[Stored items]
═══

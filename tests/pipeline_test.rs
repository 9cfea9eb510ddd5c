//! 批量发薪管线离线集成测试
//!
//! 覆盖从收款人解析到待签名交易组装的完整路径，不访问网络：
//! EVM原生币、Aptos、Stellar三条组装路径，以及各类输入错误的归集。

use std::{sync::Arc, time::Duration};

use payforge::{
    domain::chain::{ChainFamily, ChainRegistry},
    error::AppErrorCode,
    service::{
        employee_service::EmployeeStore,
        notification_service::NotificationCenter,
        payroll_service::{PayrollService, PrepareInput, RecipientSource},
        transfer_assembler::SignableTransaction,
    },
    utils::strkey::{self, StrkeyVersion},
};

fn service() -> PayrollService {
    PayrollService::new(
        Arc::new(ChainRegistry::new()),
        NotificationCenter::new(Duration::from_secs(60)),
        EmployeeStore::new(),
    )
}

fn free_text(recipients: &str, amounts: &str) -> RecipientSource {
    RecipientSource::FreeText {
        recipients_text: recipients.to_string(),
        amounts_text: amounts.to_string(),
    }
}

#[tokio::test]
async fn aptos_bulk_transfer_builds_octa_amounts() {
    let outcome = service()
        .prepare(PrepareInput {
            chain_key: "aptos-testnet".into(),
            token_symbol: None,
            sender: "0x1".into(),
            wallet_network: Some("testnet".into()),
            source: free_text("0x2, 0x3", "2.5, 0.00000001"),
        })
        .await
        .unwrap();

    assert_eq!(outcome.token_symbol, "APT");
    assert_eq!(outcome.aggregate, "250000001");
    match outcome.transaction.unwrap() {
        SignableTransaction::Aptos(payload) => {
            assert!(payload.function.ends_with("::bulk_payroll::bulk_transfer"));
            assert_eq!(payload.recipients, vec!["0x2", "0x3"]);
            assert_eq!(payload.amounts, vec!["250000000", "1"]);
            // 钱包载荷形态：arguments = [recipients, amounts]
            let wallet = payload.wallet_payload();
            assert_eq!(wallet["arguments"][1][0], "250000000");
        }
        other => panic!("expected Aptos payload, got {:?}", other),
    }
}

#[tokio::test]
async fn aptos_wrong_wallet_network_rejected() {
    let err = service()
        .prepare(PrepareInput {
            chain_key: "aptos-testnet".into(),
            token_symbol: None,
            sender: "0x1".into(),
            wallet_network: Some("mainnet".into()),
            source: free_text("0x2", "1"),
        })
        .await
        .unwrap_err();
    assert_eq!(err.code, AppErrorCode::WrongNetwork);
}

#[tokio::test]
async fn stellar_bulk_transfer_uses_seven_decimals() {
    let sender = strkey::encode(StrkeyVersion::PublicKey, &[7u8; 32]);
    let alice = strkey::encode(StrkeyVersion::PublicKey, &[1u8; 32]);
    let bob = strkey::encode(StrkeyVersion::PublicKey, &[2u8; 32]);

    let outcome = service()
        .prepare(PrepareInput {
            chain_key: "stellar-testnet".into(),
            token_symbol: Some("USDC".into()),
            sender: sender.clone(),
            wallet_network: None,
            source: free_text(&format!("{}, {}", alice, bob), "10.5, 0.0000001"),
        })
        .await
        .unwrap();

    match outcome.transaction.unwrap() {
        SignableTransaction::Stellar(inv) => {
            assert_eq!(inv.function, "bulk_transfer");
            assert_eq!(inv.sender, sender);
            assert_eq!(inv.amounts, vec!["105000000", "1"]);
            assert_eq!(
                inv.contract_id,
                "CAAX52OHYPSYCUFTEO4FHQL345SYQD6D7JAGSPOFNMXXQJXO6DAHN3QR"
            );
        }
        other => panic!("expected Soroban invocation, got {:?}", other),
    }
}

#[tokio::test]
async fn length_mismatch_reported_before_per_entry_validation() {
    // 地址列表里有非法条目，但长度不匹配要先报
    let err = service()
        .prepare(PrepareInput {
            chain_key: "polygon".into(),
            token_symbol: None,
            sender: "0x52908400098527886E0F7030069857D2E4169EE7".into(),
            wallet_network: None,
            source: free_text("not-an-address, 0xdef", "1, 2, 3"),
        })
        .await
        .unwrap_err();
    assert_eq!(err.code, AppErrorCode::LengthMismatch);
}

#[tokio::test]
async fn validation_errors_accumulate_across_entries() {
    let err = service()
        .prepare(PrepareInput {
            chain_key: "polygon".into(),
            token_symbol: None,
            sender: "0x52908400098527886E0F7030069857D2E4169EE7".into(),
            wallet_network: None,
            source: free_text(
                "not-an-address, 0x8617E340B3D01FA5F11F306F4090FD50E238070D",
                "1, -5",
            ),
        })
        .await
        .unwrap_err();

    assert_eq!(err.code, AppErrorCode::ValidationFailed);
    let details = err.details.expect("accumulated report attached");
    let issues = details["issues"].as_array().unwrap();
    // 一条地址问题 + 一条金额问题，一次性全部返回
    assert_eq!(issues.len(), 2);
    assert_eq!(issues[0]["index"], 0);
    assert_eq!(issues[0]["field"], "address");
    assert_eq!(issues[1]["index"], 1);
    assert_eq!(issues[1]["field"], "amount");
}

#[tokio::test]
async fn duplicate_recipients_paid_independently() {
    let outcome = service()
        .prepare(PrepareInput {
            chain_key: "aptos-testnet".into(),
            token_symbol: None,
            sender: "0x1".into(),
            wallet_network: Some("testnet".into()),
            source: free_text("0x2, 0x2", "1, 2"),
        })
        .await
        .unwrap();

    assert_eq!(outcome.recipient_count, 2);
    assert_eq!(outcome.aggregate, "300000000");
}

#[tokio::test]
async fn employee_roster_feeds_prepare() {
    let registry = Arc::new(ChainRegistry::new());
    let notifications = NotificationCenter::new(Duration::from_secs(60));
    let employees = EmployeeStore::new();
    let svc = PayrollService::new(
        Arc::clone(&registry),
        Arc::clone(&notifications),
        Arc::clone(&employees),
    );

    let ada = employees
        .add("Ada".into(), "0x2".into(), ChainFamily::Aptos, "3".into())
        .await
        .unwrap();
    let ben = employees
        .add("Ben".into(), "0x3".into(), ChainFamily::Aptos, "1.5".into())
        .await
        .unwrap();

    // 选择顺序决定支付顺序
    let outcome = svc
        .prepare(PrepareInput {
            chain_key: "aptos-testnet".into(),
            token_symbol: None,
            sender: "0x1".into(),
            wallet_network: Some("testnet".into()),
            source: RecipientSource::Employees {
                employee_ids: vec![ben.id, ada.id],
            },
        })
        .await
        .unwrap();

    match outcome.transaction.unwrap() {
        SignableTransaction::Aptos(payload) => {
            assert_eq!(payload.recipients, vec!["0x3", "0x2"]);
            assert_eq!(payload.amounts, vec!["150000000", "300000000"]);
        }
        other => panic!("expected Aptos payload, got {:?}", other),
    }
}

#[tokio::test]
async fn unknown_token_symbol_rejected() {
    let err = service()
        .prepare(PrepareInput {
            chain_key: "stellar-testnet".into(),
            token_symbol: Some("DOGE".into()),
            sender: strkey::encode(StrkeyVersion::PublicKey, &[7u8; 32]),
            wallet_network: None,
            source: free_text("", ""),
        })
        .await
        .unwrap_err();
    assert_eq!(err.code, AppErrorCode::TokenNotSupported);
}

#[tokio::test]
async fn pipeline_failures_surface_as_notifications() {
    let registry = Arc::new(ChainRegistry::new());
    let notifications = NotificationCenter::new(Duration::from_secs(60));
    let svc = PayrollService::new(
        Arc::clone(&registry),
        Arc::clone(&notifications),
        EmployeeStore::new(),
    );

    let _ = svc
        .prepare(PrepareInput {
            chain_key: "aptos-testnet".into(),
            token_symbol: None,
            sender: "0x1".into(),
            wallet_network: Some("testnet".into()),
            source: free_text("0x2", "abc"),
        })
        .await
        .unwrap_err();

    tokio::task::yield_now().await;
    let active = notifications.snapshot().await;
    assert!(!active.is_empty());
}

═══

**WORK ITEM**
The data above should be reproduced in full and exactly.

**EXERCISE RESULT**
filename tests/pipeline_test.rs
repository 9cfea9eb510ddd5c
//! 批量发薪管线离线集成测试
//!
//! 覆盖从收款人解析到待签名交易组装的完整路径，不访问网络：
//! EVM原生币、Aptos、Stellar三条组装路径，以及各类输入错误的归集。

use std::{sync::Arc, time::Duration};

use payforge::{
    domain::chain::{ChainFamily, ChainRegistry},
    error::AppErrorCode,
    service::{
        employee_service::EmployeeStore,
        notification_service::NotificationCenter,
        payroll_service::{PayrollService, PrepareInput, RecipientSource},
        transfer_assembler::SignableTransaction,
    },
    utils::strkey::{self, StrkeyVersion},
};

fn service() -> PayrollService {
    PayrollService::new(
        Arc::new(ChainRegistry::new()),
        NotificationCenter::new(Duration::from_secs(60)),
        EmployeeStore::new(),
    )
}

fn free_text(recipients: &str, amounts: &str) -> RecipientSource {
    RecipientSource::FreeText {
        recipients_text: recipients.to_string(),
        amounts_text: amounts.to_string(),
    }
}

#[tokio::test]
async fn aptos_bulk_transfer_builds_octa_amounts() {
    let outcome = service()
        .prepare(PrepareInput {
            chain_key: "aptos-testnet".into(),
            token_symbol: None,
            sender: "0x1".into(),
            wallet_network: Some("testnet".into()),
            source: free_text("0x2, 0x3", "2.5, 0.00000001"),
        })
        .await
        .unwrap();

    assert_eq!(outcome.token_symbol, "APT");
    assert_eq!(outcome.aggregate, "250000001");
    match outcome.transaction.unwrap() {
        SignableTransaction::Aptos(payload) => {
            assert!(payload.function.ends_with("::bulk_payroll::bulk_transfer"));
            assert_eq!(payload.recipients, vec!["0x2", "0x3"]);
            assert_eq!(payload.amounts, vec!["250000000", "1"]);
            // 钱包载荷形态：arguments = [recipients, amounts]
            let wallet = payload.wallet_payload();
            assert_eq!(wallet["arguments"][1][0], "250000000");
        }
        other => panic!("expected Aptos payload, got {:?}", other),
    }
}

#[tokio::test]
async fn aptos_wrong_wallet_network_rejected() {
    let err = service()
        .prepare(PrepareInput {
            chain_key: "aptos-testnet".into(),
            token_symbol: None,
            sender: "0x1".into(),
            wallet_network: Some("mainnet".into()),
            source: free_text("0x2", "1"),
        })
        .await
        .unwrap_err();
    assert_eq!(err.code, AppErrorCode::WrongNetwork);
}

#[tokio::test]
async fn stellar_bulk_transfer_uses_seven_decimals() {
    let sender = strkey::encode(StrkeyVersion::PublicKey, &[7u8; 32]);
    let alice = strkey::encode(StrkeyVersion::PublicKey, &[1u8; 32]);
    let bob = strkey::encode(StrkeyVersion::PublicKey, &[2u8; 32]);

    let outcome = service()
        .prepare(PrepareInput {
            chain_key: "stellar-testnet".into(),
            token_symbol: Some("USDC".into()),
            sender: sender.clone(),
            wallet_network: None,
            source: free_text(&format!("{}, {}", alice, bob), "10.5, 0.0000001"),
        })
        .await
        .unwrap();

    match outcome.transaction.unwrap() {
        SignableTransaction::Stellar(inv) => {
            assert_eq!(inv.function, "bulk_transfer");
            assert_eq!(inv.sender, sender);
            assert_eq!(inv.amounts, vec!["105000000", "1"]);
            assert_eq!(
                inv.contract_id,
                "CAAX52OHYPSYCUFTEO4FHQL345SYQD6D7JAGSPOFNMXXQJXO6DAHN3QR"
            );
        }
        other => panic!("expected Soroban invocation, got {:?}", other),
    }
}

#[tokio::test]
async fn length_mismatch_reported_before_per_entry_validation() {
    // 地址列表里有非法条目，但长度不匹配要先报
    let err = service()
        .prepare(PrepareInput {
            chain_key: "polygon".into(),
            token_symbol: None,
            sender: "0x52908400098527886E0F7030069857D2E4169EE7".into(),
            wallet_network: None,
            source: free_text("not-an-address, 0xdef", "1, 2, 3"),
        })
        .await
        .unwrap_err();
    assert_eq!(err.code, AppErrorCode::LengthMismatch);
}

#[tokio::test]
async fn validation_errors_accumulate_across_entries() {
    let err = service()
        .prepare(PrepareInput {
            chain_key: "polygon".into(),
            token_symbol: None,
            sender: "0x52908400098527886E0F7030069857D2E4169EE7".into(),
            wallet_network: None,
            source: free_text(
                "not-an-address, 0x8617E340B3D01FA5F11F306F4090FD50E238070D",
                "1, -5",
            ),
        })
        .await
        .unwrap_err();

    assert_eq!(err.code, AppErrorCode::ValidationFailed);
    let details = err.details.expect("accumulated report attached");
    let issues = details["issues"].as_array().unwrap();
    // 一条地址问题 + 一条金额问题，一次性全部返回
    assert_eq!(issues.len(), 2);
    assert_eq!(issues[0]["index"], 0);
    assert_eq!(issues[0]["field"], "address");
    assert_eq!(issues[1]["index"], 1);
    assert_eq!(issues[1]["field"], "amount");
}

#[tokio::test]
async fn duplicate_recipients_paid_independently() {
    let outcome = service()
        .prepare(PrepareInput {
            chain_key: "aptos-testnet".into(),
            token_symbol: None,
            sender: "0x1".into(),
            wallet_network: Some("testnet".into()),
            source: free_text("0x2, 0x2", "1, 2"),
        })
        .await
        .unwrap();

    assert_eq!(outcome.recipient_count, 2);
    assert_eq!(outcome.aggregate, "300000000");
}

#[tokio::test]
async fn employee_roster_feeds_prepare() {
    let registry = Arc::new(ChainRegistry::new());
    let notifications = NotificationCenter::new(Duration::from_secs(60));
    let employees = EmployeeStore::new();
    let svc = PayrollService::new(
        Arc::clone(&registry),
        Arc::clone(&notifications),
        Arc::clone(&employees),
    );

    let ada = employees
        .add("Ada".into(), "0x2".into(), ChainFamily::Aptos, "3".into())
        .await
        .unwrap();
    let ben = employees
        .add("Ben".into(), "0x3".into(), ChainFamily::Aptos, "1.5".into())
        .await
        .unwrap();

    // 选择顺序决定支付顺序
    let outcome = svc
        .prepare(PrepareInput {
            chain_key: "aptos-testnet".into(),
            token_symbol: None,
            sender: "0x1".into(),
            wallet_network: Some("testnet".into()),
            source: RecipientSource::Employees {
                employee_ids: vec![ben.id, ada.id],
            },
        })
        .await
        .unwrap();

    match outcome.transaction.unwrap() {
        SignableTransaction::Aptos(payload) => {
            assert_eq!(payload.recipients, vec!["0x3", "0x2"]);
            assert_eq!(payload.amounts, vec!["150000000", "300000000"]);
        }
        other => panic!("expected Aptos payload, got {:?}", other),
    }
}

#[tokio::test]
async fn unknown_token_symbol_rejected() {
    let err = service()
        .prepare(PrepareInput {
            chain_key: "stellar-testnet".into(),
            token_symbol: Some("DOGE".into()),
            sender: strkey::encode(StrkeyVersion::PublicKey, &[7u8; 32]),
            wallet_network: None,
            source: free_text("", ""),
        })
        .await
        .unwrap_err();
    assert_eq!(err.code, AppErrorCode::TokenNotSupported);
}

#[tokio::test]
async fn pipeline_failures_surface_as_notifications() {
    let registry = Arc::new(ChainRegistry::new());
    let notifications = NotificationCenter::new(Duration::from_secs(60));
    let svc = PayrollService::new(
        Arc::clone(&registry),
        Arc::clone(&notifications),
        EmployeeStore::new(),
    );

    let _ = svc
        .prepare(PrepareInput {
            chain_key: "aptos-testnet".into(),
            token_symbol: None,
            sender: "0x1".into(),
            wallet_network: Some("testnet".into()),
            source: free_text("0x2", "abc"),
        })
        .await
        .unwrap_err();

    tokio::task::yield_now().await;
    let active = notifications.snapshot().await;
    assert!(!active.is_empty());
}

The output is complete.